● Records:
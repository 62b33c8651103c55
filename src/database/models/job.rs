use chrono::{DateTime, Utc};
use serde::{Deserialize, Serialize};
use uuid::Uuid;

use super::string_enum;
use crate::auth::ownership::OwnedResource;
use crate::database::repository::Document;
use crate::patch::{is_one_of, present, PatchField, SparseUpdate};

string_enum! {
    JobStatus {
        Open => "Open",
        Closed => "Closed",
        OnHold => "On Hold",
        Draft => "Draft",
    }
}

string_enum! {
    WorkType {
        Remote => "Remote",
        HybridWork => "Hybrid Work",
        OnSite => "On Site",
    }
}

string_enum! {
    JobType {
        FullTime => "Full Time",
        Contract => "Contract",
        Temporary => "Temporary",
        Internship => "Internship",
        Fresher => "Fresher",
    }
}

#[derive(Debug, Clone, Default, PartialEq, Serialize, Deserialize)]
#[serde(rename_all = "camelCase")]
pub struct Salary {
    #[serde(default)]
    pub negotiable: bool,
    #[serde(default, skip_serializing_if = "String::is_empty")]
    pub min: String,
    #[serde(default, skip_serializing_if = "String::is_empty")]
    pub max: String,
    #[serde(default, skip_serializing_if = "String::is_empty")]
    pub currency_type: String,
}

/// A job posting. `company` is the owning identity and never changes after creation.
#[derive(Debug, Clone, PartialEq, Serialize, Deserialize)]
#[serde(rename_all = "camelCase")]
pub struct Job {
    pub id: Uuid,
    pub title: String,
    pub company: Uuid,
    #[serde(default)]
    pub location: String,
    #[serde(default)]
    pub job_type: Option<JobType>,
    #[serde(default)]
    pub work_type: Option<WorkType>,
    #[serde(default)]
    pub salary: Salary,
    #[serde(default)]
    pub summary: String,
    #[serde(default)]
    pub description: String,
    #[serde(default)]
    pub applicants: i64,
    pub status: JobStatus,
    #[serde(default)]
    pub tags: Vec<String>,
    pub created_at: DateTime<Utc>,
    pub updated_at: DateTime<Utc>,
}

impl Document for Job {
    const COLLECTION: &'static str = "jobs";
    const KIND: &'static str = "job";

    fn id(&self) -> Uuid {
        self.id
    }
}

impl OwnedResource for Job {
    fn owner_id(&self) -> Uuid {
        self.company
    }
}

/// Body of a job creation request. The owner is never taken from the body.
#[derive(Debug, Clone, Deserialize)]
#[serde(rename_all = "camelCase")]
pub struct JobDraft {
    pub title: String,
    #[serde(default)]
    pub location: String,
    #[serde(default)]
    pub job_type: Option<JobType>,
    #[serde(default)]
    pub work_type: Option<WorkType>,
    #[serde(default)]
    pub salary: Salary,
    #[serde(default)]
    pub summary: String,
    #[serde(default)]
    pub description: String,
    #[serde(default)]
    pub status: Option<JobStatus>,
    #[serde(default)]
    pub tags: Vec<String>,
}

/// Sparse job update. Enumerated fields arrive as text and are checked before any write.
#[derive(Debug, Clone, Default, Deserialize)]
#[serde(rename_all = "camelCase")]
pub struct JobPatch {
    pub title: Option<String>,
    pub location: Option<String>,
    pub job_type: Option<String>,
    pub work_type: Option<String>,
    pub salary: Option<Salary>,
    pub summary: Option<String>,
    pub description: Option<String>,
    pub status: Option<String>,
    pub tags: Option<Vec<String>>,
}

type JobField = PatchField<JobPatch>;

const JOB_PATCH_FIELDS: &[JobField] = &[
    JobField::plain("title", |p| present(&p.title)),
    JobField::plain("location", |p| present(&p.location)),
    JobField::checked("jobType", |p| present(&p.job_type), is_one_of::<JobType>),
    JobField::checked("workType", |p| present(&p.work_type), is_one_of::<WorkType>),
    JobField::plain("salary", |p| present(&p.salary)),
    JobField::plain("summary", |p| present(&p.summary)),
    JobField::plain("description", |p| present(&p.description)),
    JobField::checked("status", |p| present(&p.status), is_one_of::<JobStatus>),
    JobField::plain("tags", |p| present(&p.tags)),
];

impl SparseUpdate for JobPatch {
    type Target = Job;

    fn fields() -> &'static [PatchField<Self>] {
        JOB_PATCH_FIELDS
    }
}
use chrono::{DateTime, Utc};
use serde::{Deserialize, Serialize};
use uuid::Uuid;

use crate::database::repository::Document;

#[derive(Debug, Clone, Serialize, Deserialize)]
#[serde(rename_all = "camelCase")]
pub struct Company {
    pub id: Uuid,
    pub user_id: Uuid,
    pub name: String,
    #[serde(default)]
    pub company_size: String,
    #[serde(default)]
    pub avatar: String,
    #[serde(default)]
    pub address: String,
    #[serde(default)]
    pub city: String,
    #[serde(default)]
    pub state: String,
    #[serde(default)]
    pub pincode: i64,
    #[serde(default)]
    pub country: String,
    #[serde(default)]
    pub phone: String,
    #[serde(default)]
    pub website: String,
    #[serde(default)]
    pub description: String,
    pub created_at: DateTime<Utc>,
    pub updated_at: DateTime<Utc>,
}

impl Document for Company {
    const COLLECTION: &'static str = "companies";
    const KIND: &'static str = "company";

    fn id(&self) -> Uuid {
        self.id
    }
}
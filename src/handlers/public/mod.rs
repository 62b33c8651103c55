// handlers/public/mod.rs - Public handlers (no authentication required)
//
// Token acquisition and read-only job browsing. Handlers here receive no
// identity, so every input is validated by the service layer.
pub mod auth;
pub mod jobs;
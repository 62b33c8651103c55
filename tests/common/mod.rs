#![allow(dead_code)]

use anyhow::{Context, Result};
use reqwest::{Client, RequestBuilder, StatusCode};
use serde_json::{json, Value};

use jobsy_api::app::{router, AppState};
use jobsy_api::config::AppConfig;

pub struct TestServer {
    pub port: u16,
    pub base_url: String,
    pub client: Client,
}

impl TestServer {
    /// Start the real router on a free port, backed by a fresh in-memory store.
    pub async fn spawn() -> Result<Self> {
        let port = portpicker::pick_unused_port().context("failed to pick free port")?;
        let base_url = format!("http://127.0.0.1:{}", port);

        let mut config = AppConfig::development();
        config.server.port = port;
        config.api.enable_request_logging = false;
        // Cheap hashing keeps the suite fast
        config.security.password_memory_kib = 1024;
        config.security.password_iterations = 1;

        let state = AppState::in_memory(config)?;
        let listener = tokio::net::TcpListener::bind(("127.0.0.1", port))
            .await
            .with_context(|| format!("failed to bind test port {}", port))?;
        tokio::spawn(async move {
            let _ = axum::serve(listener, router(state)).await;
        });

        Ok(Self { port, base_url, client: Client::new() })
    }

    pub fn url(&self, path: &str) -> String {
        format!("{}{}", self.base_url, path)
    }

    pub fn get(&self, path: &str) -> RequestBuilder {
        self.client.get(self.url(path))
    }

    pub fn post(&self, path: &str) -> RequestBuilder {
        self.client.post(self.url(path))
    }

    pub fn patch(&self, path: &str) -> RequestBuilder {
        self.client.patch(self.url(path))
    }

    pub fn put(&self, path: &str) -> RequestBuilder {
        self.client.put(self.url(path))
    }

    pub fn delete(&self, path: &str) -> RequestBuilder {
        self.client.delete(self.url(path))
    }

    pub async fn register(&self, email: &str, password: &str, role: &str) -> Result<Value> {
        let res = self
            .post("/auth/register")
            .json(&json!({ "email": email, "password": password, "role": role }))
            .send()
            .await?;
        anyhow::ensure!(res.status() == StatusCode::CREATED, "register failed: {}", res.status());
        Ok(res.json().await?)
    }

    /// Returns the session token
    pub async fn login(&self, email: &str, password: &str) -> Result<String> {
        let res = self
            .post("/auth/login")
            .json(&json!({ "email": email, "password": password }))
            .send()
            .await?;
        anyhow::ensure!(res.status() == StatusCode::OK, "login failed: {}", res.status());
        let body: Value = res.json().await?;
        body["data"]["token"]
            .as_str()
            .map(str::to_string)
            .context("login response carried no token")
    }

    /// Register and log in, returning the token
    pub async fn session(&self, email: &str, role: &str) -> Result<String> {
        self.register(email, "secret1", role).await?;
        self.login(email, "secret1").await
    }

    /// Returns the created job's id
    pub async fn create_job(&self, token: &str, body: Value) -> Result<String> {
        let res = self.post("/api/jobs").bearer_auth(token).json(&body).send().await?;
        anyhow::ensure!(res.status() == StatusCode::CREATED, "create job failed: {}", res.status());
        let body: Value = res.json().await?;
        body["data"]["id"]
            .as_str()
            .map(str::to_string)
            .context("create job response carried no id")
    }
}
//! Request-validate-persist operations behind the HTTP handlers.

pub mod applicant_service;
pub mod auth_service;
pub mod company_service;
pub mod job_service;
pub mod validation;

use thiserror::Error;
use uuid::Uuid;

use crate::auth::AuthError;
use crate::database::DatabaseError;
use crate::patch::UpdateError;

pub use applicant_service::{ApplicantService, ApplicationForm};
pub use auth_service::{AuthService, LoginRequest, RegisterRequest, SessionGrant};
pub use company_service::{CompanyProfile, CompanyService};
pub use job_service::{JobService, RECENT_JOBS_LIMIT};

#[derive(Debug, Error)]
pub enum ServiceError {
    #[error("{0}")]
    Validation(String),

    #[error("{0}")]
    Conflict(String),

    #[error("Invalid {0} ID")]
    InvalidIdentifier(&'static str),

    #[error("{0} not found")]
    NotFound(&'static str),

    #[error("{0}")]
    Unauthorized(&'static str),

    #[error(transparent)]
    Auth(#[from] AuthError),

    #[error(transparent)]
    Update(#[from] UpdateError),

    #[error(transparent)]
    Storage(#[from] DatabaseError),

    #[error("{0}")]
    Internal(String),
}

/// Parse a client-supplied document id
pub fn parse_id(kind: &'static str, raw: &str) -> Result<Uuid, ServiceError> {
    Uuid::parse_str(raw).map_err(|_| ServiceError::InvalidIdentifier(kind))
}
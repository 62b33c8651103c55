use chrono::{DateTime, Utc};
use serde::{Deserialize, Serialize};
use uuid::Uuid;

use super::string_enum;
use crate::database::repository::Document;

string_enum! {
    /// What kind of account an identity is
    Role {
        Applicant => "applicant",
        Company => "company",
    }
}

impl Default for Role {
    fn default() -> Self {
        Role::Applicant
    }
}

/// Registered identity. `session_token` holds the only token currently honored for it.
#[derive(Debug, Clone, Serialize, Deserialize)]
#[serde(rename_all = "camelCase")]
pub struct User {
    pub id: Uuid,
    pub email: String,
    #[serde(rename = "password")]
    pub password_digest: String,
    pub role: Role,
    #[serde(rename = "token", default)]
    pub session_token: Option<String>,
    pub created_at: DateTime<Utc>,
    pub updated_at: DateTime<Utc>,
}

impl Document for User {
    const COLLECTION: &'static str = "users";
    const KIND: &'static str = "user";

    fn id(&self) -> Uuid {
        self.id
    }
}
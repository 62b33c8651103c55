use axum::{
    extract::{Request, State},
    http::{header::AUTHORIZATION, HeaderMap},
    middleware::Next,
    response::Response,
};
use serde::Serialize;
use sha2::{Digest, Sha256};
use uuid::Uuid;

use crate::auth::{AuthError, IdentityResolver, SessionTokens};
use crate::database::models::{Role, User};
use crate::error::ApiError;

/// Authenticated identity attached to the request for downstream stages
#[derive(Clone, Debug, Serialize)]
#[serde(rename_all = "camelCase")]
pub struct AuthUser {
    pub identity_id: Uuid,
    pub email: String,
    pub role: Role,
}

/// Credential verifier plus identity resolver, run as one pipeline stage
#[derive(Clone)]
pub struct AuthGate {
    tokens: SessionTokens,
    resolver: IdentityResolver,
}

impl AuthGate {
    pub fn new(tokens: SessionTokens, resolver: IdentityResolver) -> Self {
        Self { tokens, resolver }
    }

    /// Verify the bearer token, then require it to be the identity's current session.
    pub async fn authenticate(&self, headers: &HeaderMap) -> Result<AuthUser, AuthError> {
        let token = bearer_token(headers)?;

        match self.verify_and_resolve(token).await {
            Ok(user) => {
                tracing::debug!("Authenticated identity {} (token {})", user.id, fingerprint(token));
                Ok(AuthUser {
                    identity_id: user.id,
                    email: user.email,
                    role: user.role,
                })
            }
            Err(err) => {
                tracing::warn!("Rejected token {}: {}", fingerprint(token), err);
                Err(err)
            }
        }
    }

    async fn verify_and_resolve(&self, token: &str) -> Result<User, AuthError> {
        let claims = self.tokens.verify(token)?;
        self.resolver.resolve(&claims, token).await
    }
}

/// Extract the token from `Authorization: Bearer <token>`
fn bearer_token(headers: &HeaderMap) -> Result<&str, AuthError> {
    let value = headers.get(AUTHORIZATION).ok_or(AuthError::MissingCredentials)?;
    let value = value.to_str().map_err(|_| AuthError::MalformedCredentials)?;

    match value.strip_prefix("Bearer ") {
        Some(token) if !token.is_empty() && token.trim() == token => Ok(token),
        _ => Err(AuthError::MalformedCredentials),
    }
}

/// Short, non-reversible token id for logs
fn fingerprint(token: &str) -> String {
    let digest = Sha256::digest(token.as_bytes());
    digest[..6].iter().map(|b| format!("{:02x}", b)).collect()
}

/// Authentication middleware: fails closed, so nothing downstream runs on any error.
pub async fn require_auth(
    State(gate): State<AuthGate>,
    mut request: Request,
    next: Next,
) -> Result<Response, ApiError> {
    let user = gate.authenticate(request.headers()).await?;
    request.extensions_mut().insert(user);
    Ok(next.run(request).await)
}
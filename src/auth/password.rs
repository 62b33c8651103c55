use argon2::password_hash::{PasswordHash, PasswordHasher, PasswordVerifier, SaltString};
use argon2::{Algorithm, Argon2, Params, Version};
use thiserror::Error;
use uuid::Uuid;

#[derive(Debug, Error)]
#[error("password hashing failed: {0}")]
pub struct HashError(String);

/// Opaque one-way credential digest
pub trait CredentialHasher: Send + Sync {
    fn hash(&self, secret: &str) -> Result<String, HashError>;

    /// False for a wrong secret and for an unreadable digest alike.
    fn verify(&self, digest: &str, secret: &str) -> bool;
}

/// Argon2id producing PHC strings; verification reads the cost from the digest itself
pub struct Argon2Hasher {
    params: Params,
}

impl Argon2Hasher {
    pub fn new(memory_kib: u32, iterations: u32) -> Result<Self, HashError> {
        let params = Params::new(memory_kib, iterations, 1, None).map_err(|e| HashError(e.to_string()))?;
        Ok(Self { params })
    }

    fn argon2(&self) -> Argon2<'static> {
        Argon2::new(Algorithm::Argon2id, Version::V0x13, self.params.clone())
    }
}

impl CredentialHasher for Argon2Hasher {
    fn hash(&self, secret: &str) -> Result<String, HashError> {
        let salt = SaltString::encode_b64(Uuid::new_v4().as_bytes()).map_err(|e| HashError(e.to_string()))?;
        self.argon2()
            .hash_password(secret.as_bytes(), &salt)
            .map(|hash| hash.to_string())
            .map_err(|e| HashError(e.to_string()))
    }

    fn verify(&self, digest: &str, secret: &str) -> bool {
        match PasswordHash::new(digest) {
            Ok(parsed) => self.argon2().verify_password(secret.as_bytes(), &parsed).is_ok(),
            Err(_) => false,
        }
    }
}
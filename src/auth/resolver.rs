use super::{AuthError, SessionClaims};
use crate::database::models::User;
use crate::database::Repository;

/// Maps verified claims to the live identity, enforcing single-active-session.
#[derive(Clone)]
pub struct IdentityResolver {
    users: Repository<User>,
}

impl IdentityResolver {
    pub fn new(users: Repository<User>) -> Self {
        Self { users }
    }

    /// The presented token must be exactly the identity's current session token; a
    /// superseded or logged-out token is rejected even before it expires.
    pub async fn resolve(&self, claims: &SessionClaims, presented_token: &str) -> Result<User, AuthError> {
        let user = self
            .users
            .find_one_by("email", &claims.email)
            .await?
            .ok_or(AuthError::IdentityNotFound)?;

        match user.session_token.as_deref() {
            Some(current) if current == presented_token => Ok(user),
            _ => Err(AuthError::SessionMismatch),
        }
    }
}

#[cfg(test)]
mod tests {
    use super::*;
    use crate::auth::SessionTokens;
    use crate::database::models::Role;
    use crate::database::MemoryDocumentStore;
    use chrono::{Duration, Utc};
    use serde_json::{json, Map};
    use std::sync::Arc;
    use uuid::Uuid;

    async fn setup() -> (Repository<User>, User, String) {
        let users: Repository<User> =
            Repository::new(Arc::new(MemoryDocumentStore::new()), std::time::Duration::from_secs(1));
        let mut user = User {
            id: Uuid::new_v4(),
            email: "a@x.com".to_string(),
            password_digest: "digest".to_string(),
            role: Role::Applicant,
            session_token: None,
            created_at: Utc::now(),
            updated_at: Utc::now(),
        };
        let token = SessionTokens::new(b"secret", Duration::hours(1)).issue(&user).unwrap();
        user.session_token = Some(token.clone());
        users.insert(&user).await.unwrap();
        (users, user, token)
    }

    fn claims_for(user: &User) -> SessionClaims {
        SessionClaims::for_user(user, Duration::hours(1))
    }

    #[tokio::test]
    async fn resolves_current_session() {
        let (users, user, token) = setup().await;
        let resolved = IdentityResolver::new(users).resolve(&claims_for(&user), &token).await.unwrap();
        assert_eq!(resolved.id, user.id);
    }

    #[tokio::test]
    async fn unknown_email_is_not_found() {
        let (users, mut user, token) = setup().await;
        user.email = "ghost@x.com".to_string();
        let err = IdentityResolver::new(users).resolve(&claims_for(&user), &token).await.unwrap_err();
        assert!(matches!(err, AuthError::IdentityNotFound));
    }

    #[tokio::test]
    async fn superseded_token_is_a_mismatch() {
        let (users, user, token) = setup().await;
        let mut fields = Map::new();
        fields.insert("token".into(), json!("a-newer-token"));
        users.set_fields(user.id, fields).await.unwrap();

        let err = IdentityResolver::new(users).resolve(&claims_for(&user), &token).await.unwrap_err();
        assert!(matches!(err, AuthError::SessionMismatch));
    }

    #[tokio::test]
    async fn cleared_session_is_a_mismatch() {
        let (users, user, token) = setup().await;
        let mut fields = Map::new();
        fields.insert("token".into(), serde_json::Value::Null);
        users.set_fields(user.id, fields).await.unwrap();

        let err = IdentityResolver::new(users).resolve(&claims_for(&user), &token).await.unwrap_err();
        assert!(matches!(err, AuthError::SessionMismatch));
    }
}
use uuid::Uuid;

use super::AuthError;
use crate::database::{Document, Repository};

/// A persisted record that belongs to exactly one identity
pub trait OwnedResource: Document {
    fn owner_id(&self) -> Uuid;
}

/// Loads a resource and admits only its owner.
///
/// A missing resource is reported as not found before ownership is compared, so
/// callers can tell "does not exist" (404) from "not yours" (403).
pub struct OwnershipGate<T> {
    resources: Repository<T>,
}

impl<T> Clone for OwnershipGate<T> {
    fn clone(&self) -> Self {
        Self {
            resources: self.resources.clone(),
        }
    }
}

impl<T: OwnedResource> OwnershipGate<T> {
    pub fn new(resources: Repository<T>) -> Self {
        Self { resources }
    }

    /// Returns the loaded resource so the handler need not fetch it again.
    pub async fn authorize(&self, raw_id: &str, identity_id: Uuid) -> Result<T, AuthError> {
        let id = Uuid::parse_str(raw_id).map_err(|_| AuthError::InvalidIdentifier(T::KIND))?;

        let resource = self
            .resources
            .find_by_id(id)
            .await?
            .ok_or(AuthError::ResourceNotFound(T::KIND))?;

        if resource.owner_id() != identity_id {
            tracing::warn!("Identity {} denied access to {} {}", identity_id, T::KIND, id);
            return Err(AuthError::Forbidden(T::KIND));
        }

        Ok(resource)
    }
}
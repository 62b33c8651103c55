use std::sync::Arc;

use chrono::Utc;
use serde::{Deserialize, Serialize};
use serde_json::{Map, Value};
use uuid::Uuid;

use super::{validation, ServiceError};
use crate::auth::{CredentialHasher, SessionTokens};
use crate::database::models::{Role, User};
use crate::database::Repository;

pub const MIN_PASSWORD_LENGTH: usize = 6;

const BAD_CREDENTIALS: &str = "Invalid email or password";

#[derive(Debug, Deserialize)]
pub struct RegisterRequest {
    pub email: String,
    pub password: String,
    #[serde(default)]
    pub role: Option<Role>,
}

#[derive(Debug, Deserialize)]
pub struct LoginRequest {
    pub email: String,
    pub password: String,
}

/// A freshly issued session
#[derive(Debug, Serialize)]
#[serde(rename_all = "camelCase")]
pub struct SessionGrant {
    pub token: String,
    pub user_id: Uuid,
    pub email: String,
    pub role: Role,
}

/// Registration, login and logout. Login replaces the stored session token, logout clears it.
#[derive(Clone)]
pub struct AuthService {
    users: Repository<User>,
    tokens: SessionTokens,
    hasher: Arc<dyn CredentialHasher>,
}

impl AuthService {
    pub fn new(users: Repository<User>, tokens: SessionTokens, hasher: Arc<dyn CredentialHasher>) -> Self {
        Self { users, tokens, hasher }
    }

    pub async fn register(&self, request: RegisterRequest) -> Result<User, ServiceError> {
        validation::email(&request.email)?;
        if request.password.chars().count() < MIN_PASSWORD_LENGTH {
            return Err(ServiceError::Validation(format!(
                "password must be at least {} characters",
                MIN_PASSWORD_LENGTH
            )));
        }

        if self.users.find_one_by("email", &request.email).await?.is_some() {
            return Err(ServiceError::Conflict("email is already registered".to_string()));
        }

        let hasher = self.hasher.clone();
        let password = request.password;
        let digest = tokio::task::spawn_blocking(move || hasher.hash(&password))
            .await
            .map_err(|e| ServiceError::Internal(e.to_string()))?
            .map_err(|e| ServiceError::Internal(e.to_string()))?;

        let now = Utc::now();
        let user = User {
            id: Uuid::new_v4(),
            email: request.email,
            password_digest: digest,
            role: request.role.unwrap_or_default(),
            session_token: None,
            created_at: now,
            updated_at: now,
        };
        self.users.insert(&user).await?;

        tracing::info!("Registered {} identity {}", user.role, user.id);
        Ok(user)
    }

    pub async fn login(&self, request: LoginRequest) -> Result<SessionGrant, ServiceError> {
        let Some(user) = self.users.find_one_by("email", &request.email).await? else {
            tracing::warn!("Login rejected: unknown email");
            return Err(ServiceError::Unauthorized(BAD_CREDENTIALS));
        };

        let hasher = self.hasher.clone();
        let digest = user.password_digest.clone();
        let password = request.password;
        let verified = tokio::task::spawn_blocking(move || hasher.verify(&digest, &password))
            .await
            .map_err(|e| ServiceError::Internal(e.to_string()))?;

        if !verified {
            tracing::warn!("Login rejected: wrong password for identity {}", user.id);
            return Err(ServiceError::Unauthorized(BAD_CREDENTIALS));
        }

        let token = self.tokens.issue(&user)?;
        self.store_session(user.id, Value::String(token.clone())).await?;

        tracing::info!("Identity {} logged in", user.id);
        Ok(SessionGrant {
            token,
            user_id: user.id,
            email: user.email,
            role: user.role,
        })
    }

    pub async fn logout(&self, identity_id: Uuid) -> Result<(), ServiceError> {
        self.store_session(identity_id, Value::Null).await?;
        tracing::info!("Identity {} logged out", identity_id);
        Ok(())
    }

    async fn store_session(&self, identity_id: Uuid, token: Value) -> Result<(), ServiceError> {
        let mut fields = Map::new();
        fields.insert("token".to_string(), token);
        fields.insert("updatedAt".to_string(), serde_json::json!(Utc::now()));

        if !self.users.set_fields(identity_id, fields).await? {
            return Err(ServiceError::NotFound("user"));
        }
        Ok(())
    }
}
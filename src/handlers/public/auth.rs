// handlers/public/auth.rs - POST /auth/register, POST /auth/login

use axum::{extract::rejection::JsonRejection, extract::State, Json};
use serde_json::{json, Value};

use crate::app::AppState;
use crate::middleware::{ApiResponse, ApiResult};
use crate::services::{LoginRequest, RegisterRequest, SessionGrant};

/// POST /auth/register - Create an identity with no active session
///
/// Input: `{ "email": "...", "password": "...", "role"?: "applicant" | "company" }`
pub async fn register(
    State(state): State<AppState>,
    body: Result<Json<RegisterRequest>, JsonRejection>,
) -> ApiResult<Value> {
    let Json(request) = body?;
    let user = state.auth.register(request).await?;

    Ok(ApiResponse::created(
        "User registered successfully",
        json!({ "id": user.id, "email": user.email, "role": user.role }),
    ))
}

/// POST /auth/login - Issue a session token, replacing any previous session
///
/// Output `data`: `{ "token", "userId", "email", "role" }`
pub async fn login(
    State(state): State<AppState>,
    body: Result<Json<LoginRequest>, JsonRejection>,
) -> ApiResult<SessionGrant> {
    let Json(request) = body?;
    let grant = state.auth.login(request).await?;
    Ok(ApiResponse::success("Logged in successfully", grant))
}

● What you have to do:
Of the entries above, repeat exactly the lines from the line with "exactly one identity" through the line with "pub struct AuthService", both of them included.

● Output below:
/// A persisted record that belongs to exactly one identity
pub trait OwnedResource: Document {
    fn owner_id(&self) -> Uuid;
}

/// Loads a resource and admits only its owner.
///
/// A missing resource is reported as not found before ownership is compared, so
/// callers can tell "does not exist" (404) from "not yours" (403).
pub struct OwnershipGate<T> {
    resources: Repository<T>,
}

impl<T> Clone for OwnershipGate<T> {
    fn clone(&self) -> Self {
        Self {
            resources: self.resources.clone(),
        }
    }
}

impl<T: OwnedResource> OwnershipGate<T> {
    pub fn new(resources: Repository<T>) -> Self {
        Self { resources }
    }

    /// Returns the loaded resource so the handler need not fetch it again.
    pub async fn authorize(&self, raw_id: &str, identity_id: Uuid) -> Result<T, AuthError> {
        let id = Uuid::parse_str(raw_id).map_err(|_| AuthError::InvalidIdentifier(T::KIND))?;

        let resource = self
            .resources
            .find_by_id(id)
            .await?
            .ok_or(AuthError::ResourceNotFound(T::KIND))?;

        if resource.owner_id() != identity_id {
            tracing::warn!("Identity {} denied access to {} {}", identity_id, T::KIND, id);
            return Err(AuthError::Forbidden(T::KIND));
        }

        Ok(resource)
    }
}
repository 62b33c8651103c55
use std::sync::Arc;

use chrono::Utc;
use serde::{Deserialize, Serialize};
use serde_json::{Map, Value};
use uuid::Uuid;

use super::{validation, ServiceError};
use crate::auth::{CredentialHasher, SessionTokens};
use crate::database::models::{Role, User};
use crate::database::Repository;

pub const MIN_PASSWORD_LENGTH: usize = 6;

const BAD_CREDENTIALS: &str = "Invalid email or password";

#[derive(Debug, Deserialize)]
pub struct RegisterRequest {
    pub email: String,
    pub password: String,
    #[serde(default)]
    pub role: Option<Role>,
}

#[derive(Debug, Deserialize)]
pub struct LoginRequest {
    pub email: String,
    pub password: String,
}

/// A freshly issued session
#[derive(Debug, Serialize)]
#[serde(rename_all = "camelCase")]
pub struct SessionGrant {
    pub token: String,
    pub user_id: Uuid,
    pub email: String,
    pub role: Role,
}

/// Registration, login and logout. Login replaces the stored session token, logout clears it.
#[derive(Clone)]
pub struct AuthService {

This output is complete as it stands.